I was that trans teenager
Over the last three years the media has entrenched this view that trans kids and teenagers are confused, mistaken, and do not understand their own gender identities, that in the end they are gay kids who have been misled by gender ideology. Not that changing your mind is ever a bad thing, but those who deny trans kids their autonomy forget that trans kids have internal understandings of self. I was one of those trans kids back in the 1990s. Having an understanding of yourself evolves over time, but in demonising trans kids and telling them that they are mistaken, confused, or under a spell makes their lives immeasurably more difficult and harrowing.
I was eight or nine when I discovered trans was a thing, and something just clicked inside me and that was that. Due to the UK government’s Section 28 schools were banned from discussing non-heteronormative sexualities and genders, and the only glimpses into trans identities was through magazines and the occasional television show. It was a taboo subject because being trans was treated as something either shameful or to be pitied, why would you ever conceivably want to be a woman when you had all the power as a man? Trans men were never given space to talk, so were not on my radar.

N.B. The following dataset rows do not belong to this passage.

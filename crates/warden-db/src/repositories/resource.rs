//! Resource repository implementation

use async_trait::async_trait;
use tracing::instrument;

use warden_core::{
    ResourceId, ResourceRepository, ResourceWithActions, Result, RoleResource, TransactionId,
};

use crate::store::MemoryStore;

#[async_trait]
impl ResourceRepository for MemoryStore {
    #[instrument(skip(self))]
    async fn get_with_actions(
        &self,
        role_name: &str,
        name: &str,
        tx: Option<TransactionId>,
    ) -> Result<Option<ResourceWithActions>> {
        self.read(tx, |state| {
            state
                .find_resource(role_name, name)
                .map(|resource| state.with_actions(resource))
        })
        .await
    }

    #[instrument(skip(self))]
    async fn list_by_role(
        &self,
        role_name: &str,
        tx: Option<TransactionId>,
    ) -> Result<Vec<ResourceWithActions>> {
        self.read(tx, |state| {
            state
                .resources
                .values()
                .filter(|r| r.role_name == role_name)
                .map(|r| state.with_actions(r))
                .collect()
        })
        .await
    }

    #[instrument(skip(self))]
    async fn delete_by_collection(
        &self,
        collection: &str,
        tx: Option<TransactionId>,
    ) -> Result<Vec<RoleResource>> {
        self.write(tx, |state| {
            let ids: Vec<ResourceId> = state
                .resources
                .values()
                .filter(|r| r.name == collection)
                .map(|r| r.id)
                .collect();
            Ok(ids
                .into_iter()
                .filter_map(|id| state.remove_resource(id))
                .collect())
        })
        .await
    }
}
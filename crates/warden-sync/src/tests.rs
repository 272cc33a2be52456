//! Unit tests for warden-sync

use super::*;
use async_trait::async_trait;
use std::sync::atomic::{AtomicBool, Ordering};
use std::sync::Arc;

use warden_acl::{Acl, AssociationRuleTable, AvailableActions, CascadeResolver, CheckContext};
use warden_core::{
    ActionId, FieldMeta, ResourceAction, ResourceWithActions, Result, Role, RoleRepository,
    RoleResource, RoleWithResources, TransactionId, WardenError,
};
use warden_db::MemoryStore;

/// Role repository whose bulk read fails while `failing` is set
struct FlakyRoles {
    inner: MemoryStore,
    failing: AtomicBool,
}

#[async_trait]
impl RoleRepository for FlakyRoles {
    async fn list_with_resources(&self) -> Result<Vec<RoleWithResources>> {
        if self.failing.load(Ordering::SeqCst) {
            return Err(WardenError::storage("connection reset"));
        }
        self.inner.list_with_resources().await
    }

    async fn get(&self, name: &str, tx: Option<TransactionId>) -> Result<Option<Role>> {
        self.inner.get(name, tx).await
    }

    async fn clear_default_except(&self, name: &str, tx: Option<TransactionId>) -> Result<u64> {
        self.inner.clear_default_except(name, tx).await
    }
}

/// Role repository whose bulk read parks after reading until released
struct ParkedRoles {
    inner: MemoryStore,
    parked: AtomicBool,
    entered: tokio::sync::Notify,
    release: tokio::sync::Notify,
}

#[async_trait]
impl RoleRepository for ParkedRoles {
    async fn list_with_resources(&self) -> Result<Vec<RoleWithResources>> {
        let roles = self.inner.list_with_resources().await?;
        if self.parked.load(Ordering::SeqCst) {
            self.entered.notify_one();
            self.release.notified().await;
        }
        Ok(roles)
    }

    async fn get(&self, name: &str, tx: Option<TransactionId>) -> Result<Option<Role>> {
        self.inner.get(name, tx).await
    }

    async fn clear_default_except(&self, name: &str, tx: Option<TransactionId>) -> Result<u64> {
        self.inner.clear_default_except(name, tx).await
    }
}

fn resolver() -> CascadeResolver {
    CascadeResolver::new(
        AssociationRuleTable::with_defaults(),
        AvailableActions::default(),
    )
    .unwrap()
}

type MemoryEngine = SyncEngine<MemoryStore, MemoryStore, MemoryStore, MemoryStore>;

fn engine(store: &MemoryStore) -> MemoryEngine {
    let store = Arc::new(store.clone());
    SyncEngine::new(
        store.clone(),
        store.clone(),
        store.clone(),
        store,
        resolver(),
        Acl::new(AvailableActions::default()),
    )
}

async fn seeded_store() -> MemoryStore {
    let store = MemoryStore::new();
    store
        .define_collection(
            "orders",
            vec![
                FieldMeta::scalar("total"),
                FieldMeta::association("items", "linkTo", "lineItems"),
            ],
        )
        .await;
    store.upsert_role(Role::new("clerk", "Clerk"), None).await.unwrap();

    let resource = RoleResource::new("clerk", "orders");
    let update = ResourceAction::new(resource.id, "update");
    store
        .upsert_resource(
            ResourceWithActions {
                resource,
                actions: vec![update],
            },
            None,
        )
        .await
        .unwrap();
    store
}

// =============================================================================
// Bootstrap Tests
// =============================================================================

#[cfg(test)]
mod bootstrap_tests {
    use super::*;

    #[tokio::test]
    async fn test_bootstrap_builds_registry() {
        let store = seeded_store().await;
        let engine = engine(&store);

        let report = engine.bootstrap().await.unwrap();
        assert_eq!(
            report,
            RebuildReport {
                roles: 1,
                resources: 1,
                explicit_grants: 1,
                derived_grants: 4,
            }
        );

        let ctx = CheckContext::anonymous();
        let acl = engine.acl();
        assert!(acl.check("clerk", "orders.items", "toggle", &ctx).await.unwrap().allowed);
        assert!(acl.check("clerk", "lineItems", "get", &ctx).await.unwrap().allowed);
    }

    #[tokio::test]
    async fn test_second_bootstrap_rejected() {
        let engine = engine(&seeded_store().await);
        engine.bootstrap().await.unwrap();

        let err = engine.bootstrap().await.unwrap_err();
        assert!(matches!(err, WardenError::SyncError { .. }));
    }

    #[tokio::test]
    async fn test_failed_bootstrap_keeps_gate_closed() {
        let store = seeded_store().await;
        let roles = Arc::new(FlakyRoles {
            inner: store.clone(),
            failing: AtomicBool::new(true),
        });
        let shared = Arc::new(store);
        let engine = SyncEngine::new(
            roles.clone(),
            shared.clone(),
            shared.clone(),
            shared,
            resolver(),
            Acl::new(AvailableActions::default()),
        );

        let err = engine.bootstrap().await.unwrap_err();
        assert!(matches!(err, WardenError::Storage { .. }));
        assert!(!engine.acl().is_ready());
        let err = engine
            .acl()
            .check("clerk", "orders", "update", &CheckContext::anonymous())
            .await
            .unwrap_err();
        assert!(matches!(err, WardenError::NotReady));

        roles.failing.store(false, Ordering::SeqCst);
        engine.bootstrap().await.unwrap();
        assert!(engine.acl().is_ready());
    }

    #[tokio::test]
    async fn test_failed_rebuild_keeps_previous_state() {
        let store = seeded_store().await;
        let roles = Arc::new(FlakyRoles {
            inner: store.clone(),
            failing: AtomicBool::new(false),
        });
        let shared = Arc::new(store);
        let engine = SyncEngine::new(
            roles.clone(),
            shared.clone(),
            shared.clone(),
            shared,
            resolver(),
            Acl::new(AvailableActions::default()),
        );
        engine.bootstrap().await.unwrap();
        let before = engine.acl().effective_grants().await;

        roles.failing.store(true, Ordering::SeqCst);
        assert!(engine.rebuild().await.is_err());
        assert_eq!(engine.acl().effective_grants().await, before);
        assert!(engine.acl().is_ready());
    }
}

// =============================================================================
// Incremental Tests
// =============================================================================

#[cfg(test)]
mod incremental_tests {
    use super::*;

    #[tokio::test]
    async fn test_missing_records_are_skipped() {
        let engine = engine(&seeded_store().await);
        engine.bootstrap().await.unwrap();

        let outcomes = vec![
            engine
                .handle(
                    LifecycleEvent::RoleSaved {
                        role_name: "ghost".to_string(),
                    }
                    .into(),
                )
                .await
                .unwrap(),
            engine
                .handle(
                    LifecycleEvent::ResourceSaved {
                        role_name: "clerk".to_string(),
                        resource_name: "invoices".to_string(),
                    }
                    .into(),
                )
                .await
                .unwrap(),
            engine
                .handle(
                    LifecycleEvent::ActionUpdated {
                        action_id: ActionId::new(),
                    }
                    .into(),
                )
                .await
                .unwrap(),
            engine
                .handle(
                    LifecycleEvent::RoleDestroyed {
                        role_name: "ghost".to_string(),
                    }
                    .into(),
                )
                .await
                .unwrap(),
        ];

        assert!(outcomes
            .iter()
            .all(|outcome| matches!(outcome, SyncOutcome::Skipped { .. })));
        assert_eq!(engine.acl().effective_grants().await.len(), 5);
    }

    #[tokio::test]
    async fn test_unknown_transaction_surfaces_storage_error() {
        let engine = engine(&seeded_store().await);
        engine.bootstrap().await.unwrap();

        let err = engine
            .handle(LifecycleNotification::within(
                LifecycleEvent::RoleSaved {
                    role_name: "clerk".to_string(),
                },
                TransactionId::new(),
            ))
            .await
            .unwrap_err();
        assert!(matches!(err, WardenError::Storage { .. }));
    }

    #[tokio::test]
    async fn test_resource_destroyed_revokes_cascades() {
        let store = seeded_store().await;
        let engine = engine(&store);
        engine.bootstrap().await.unwrap();

        store.delete_resource("clerk", "orders", None).await.unwrap();
        let outcome = engine
            .handle(
                LifecycleEvent::ResourceDestroyed {
                    role_name: "clerk".to_string(),
                    resource_name: "orders".to_string(),
                }
                .into(),
            )
            .await
            .unwrap();

        assert!(matches!(outcome, SyncOutcome::Applied { .. }));
        assert!(engine.acl().effective_grants().await.is_empty());
    }
}

// =============================================================================
// Ordering Tests
// =============================================================================

#[cfg(test)]
mod ordering_tests {
    use super::*;

    #[tokio::test]
    async fn test_update_during_rebuild_is_not_overwritten() {
        let store = seeded_store().await;
        let roles = Arc::new(ParkedRoles {
            inner: store.clone(),
            parked: AtomicBool::new(false),
            entered: tokio::sync::Notify::new(),
            release: tokio::sync::Notify::new(),
        });
        let shared = Arc::new(store.clone());
        let engine = Arc::new(SyncEngine::new(
            roles.clone(),
            shared.clone(),
            shared.clone(),
            shared,
            resolver(),
            Acl::new(AvailableActions::default()),
        ));
        engine.bootstrap().await.unwrap();

        roles.parked.store(true, Ordering::SeqCst);
        let rebuild = tokio::spawn({
            let engine = engine.clone();
            async move { engine.rebuild().await }
        });
        roles.entered.notified().await;

        // written after the rebuild read its records
        let invoices = RoleResource::new("clerk", "invoices");
        let view = ResourceAction::new(invoices.id, "view");
        store
            .upsert_resource(
                ResourceWithActions {
                    resource: invoices,
                    actions: vec![view],
                },
                None,
            )
            .await
            .unwrap();
        let saved = tokio::spawn({
            let engine = engine.clone();
            async move {
                engine
                    .handle(
                        LifecycleEvent::ResourceSaved {
                            role_name: "clerk".to_string(),
                            resource_name: "invoices".to_string(),
                        }
                        .into(),
                    )
                    .await
            }
        });
        for _ in 0..10 {
            tokio::task::yield_now().await;
        }

        roles.release.notify_one();
        rebuild.await.unwrap().unwrap();
        saved.await.unwrap().unwrap();

        let ctx = CheckContext::anonymous();
        assert!(engine
            .acl()
            .check("clerk", "invoices", "view", &ctx)
            .await
            .unwrap()
            .allowed);
    }
}
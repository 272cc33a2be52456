//! Unit-of-work implementation

use async_trait::async_trait;

use warden_core::{Result, TransactionId, UnitOfWork};

use crate::store::MemoryStore;

#[async_trait]
impl UnitOfWork for MemoryStore {
    async fn begin(&self) -> Result<TransactionId> {
        Ok(MemoryStore::begin(self).await)
    }

    async fn commit(&self, tx: TransactionId) -> Result<()> {
        MemoryStore::commit(self, tx).await
    }

    async fn rollback(&self, tx: TransactionId) -> Result<()> {
        MemoryStore::rollback(self, tx).await
    }
}
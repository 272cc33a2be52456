//! Warden ACL - Grant storage, decisions and association cascades
//!
//! [`PermissionRegistry`] answers checks from a [`GrantTable`] plus ordered
//! skip rules and role strategies. [`CascadeResolver`] turns explicit grants
//! into derived ones using the [`AssociationRuleTable`]. [`Acl`] is the
//! shared, lock-guarded handle the sync engine writes through and request
//! handlers read from.

pub mod cascade;
pub mod grant_table;
pub mod handle;
pub mod registry;
pub mod rules;
pub mod skip;

pub use cascade::*;
pub use grant_table::*;
pub use handle::*;
pub use registry::*;
pub use rules::*;
pub use skip::*;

Growing up in an evangelical Chrisian household was complex. On the one hand my parents indulged my occasional cross-dressing when I did do it publicly, on the other there was no talk of anything other than the gender binary and heterosexuality. Indeed, I was given several talks about gay “lifestyles”, and that it was a just a phase some men went through. When I formally came out to my parents my dad said to me that there are plenty of effeminate men in the world, why could I just not be happy being a man. He meant well, there was no malice, but ever since then my parents have resolutely refused to affirm my gender or even my chosen name. Being me in a household where gender identity was not even discussed was a weird situation.
All of this meant that I had to scrap together an understanding from early websites, chat rooms, forums, and blogs. My trans education came from middle age trans women who wished they had transitioned in their teens but did not due to circumstances. None of the current resources existed, even social media was a few years away when I actually came out. I made a ton of mistakes, fumbled my way around womanhood, yet not once did I regret affirming my gender as female. I went from boy to woman, and never in the last 23 years have I doubted it was the right thing for me.
We all like to assume that our way of seeing the world is a good one, that we act in good faith, and the things we do matter. Many of the voices raising concerns about trans kids forget that what they see on the surface is just the very small tip of a huge iceberg floating below trans teenagers’ lives. Gender as a social construct has been atomised by the internet, with social media allowing folk to live and express themselves in ways that in the 90s would have been unimaginable. Femmeboys, dykes, butches, tomboys, trans girls, trans boys, you name it you will find it on all the socials. Teenagers consume content that is relatable to them, and then project themselves into the world. That there has been an explosion in gender non-conformity has, in my opinion, been a direct result in folk simply wanting to exist as they see fit rather than trying to force themselves into whatever normative box was only available before.
Being the trans teenager in the room, often the youngest by a decade in most support groups, or the only trans person on campus that I was aware of when I went to university in 2000 was a strange experience. It made me much more confident to be myself, but also caused me to have a world view of transness that took a decade or more to completely unpack. When you are literally the only person who can relate to a particular experience trying to convey that in ways that other people can understand means you have to adopt their language rather than the words you feel. For me being a woman is simply who I am, and my journey to get to that womanhood involved a transitional period in my life. English semantics call that trans, yet the trans label hangs by the merest thread in my mind. This is the hard part for cis folk to grasp, that womanhood is not something yanked away from them, it is simply something I grew into, and it fits me perfectly. I have to use their language because that is what they need to hear to understand, but it is only a fraction of my totality.
And this is the key point for trans kids. They have to communicate their inner selves in language that parents, teachers, medical professionals, and the wider world will understand. I can quote you chapter and verse on gender theory, but the applied nature of gender non-conformity is as broad as the world is wide. I was that trans teenager without support from teachers, parents or friends, I had to shape my own understanding of self based on snippets and half glanced articles, and I don’t think I turned out half bad. If a kid like me can become the woman I am today just think about how amazing all the trans kids with support and cherishment will be in thirty years time. If we nourish and nurture them to be the best they can be nothing can stop them. Being a trans teenager was the best decision I ever made, and I have led my best life since.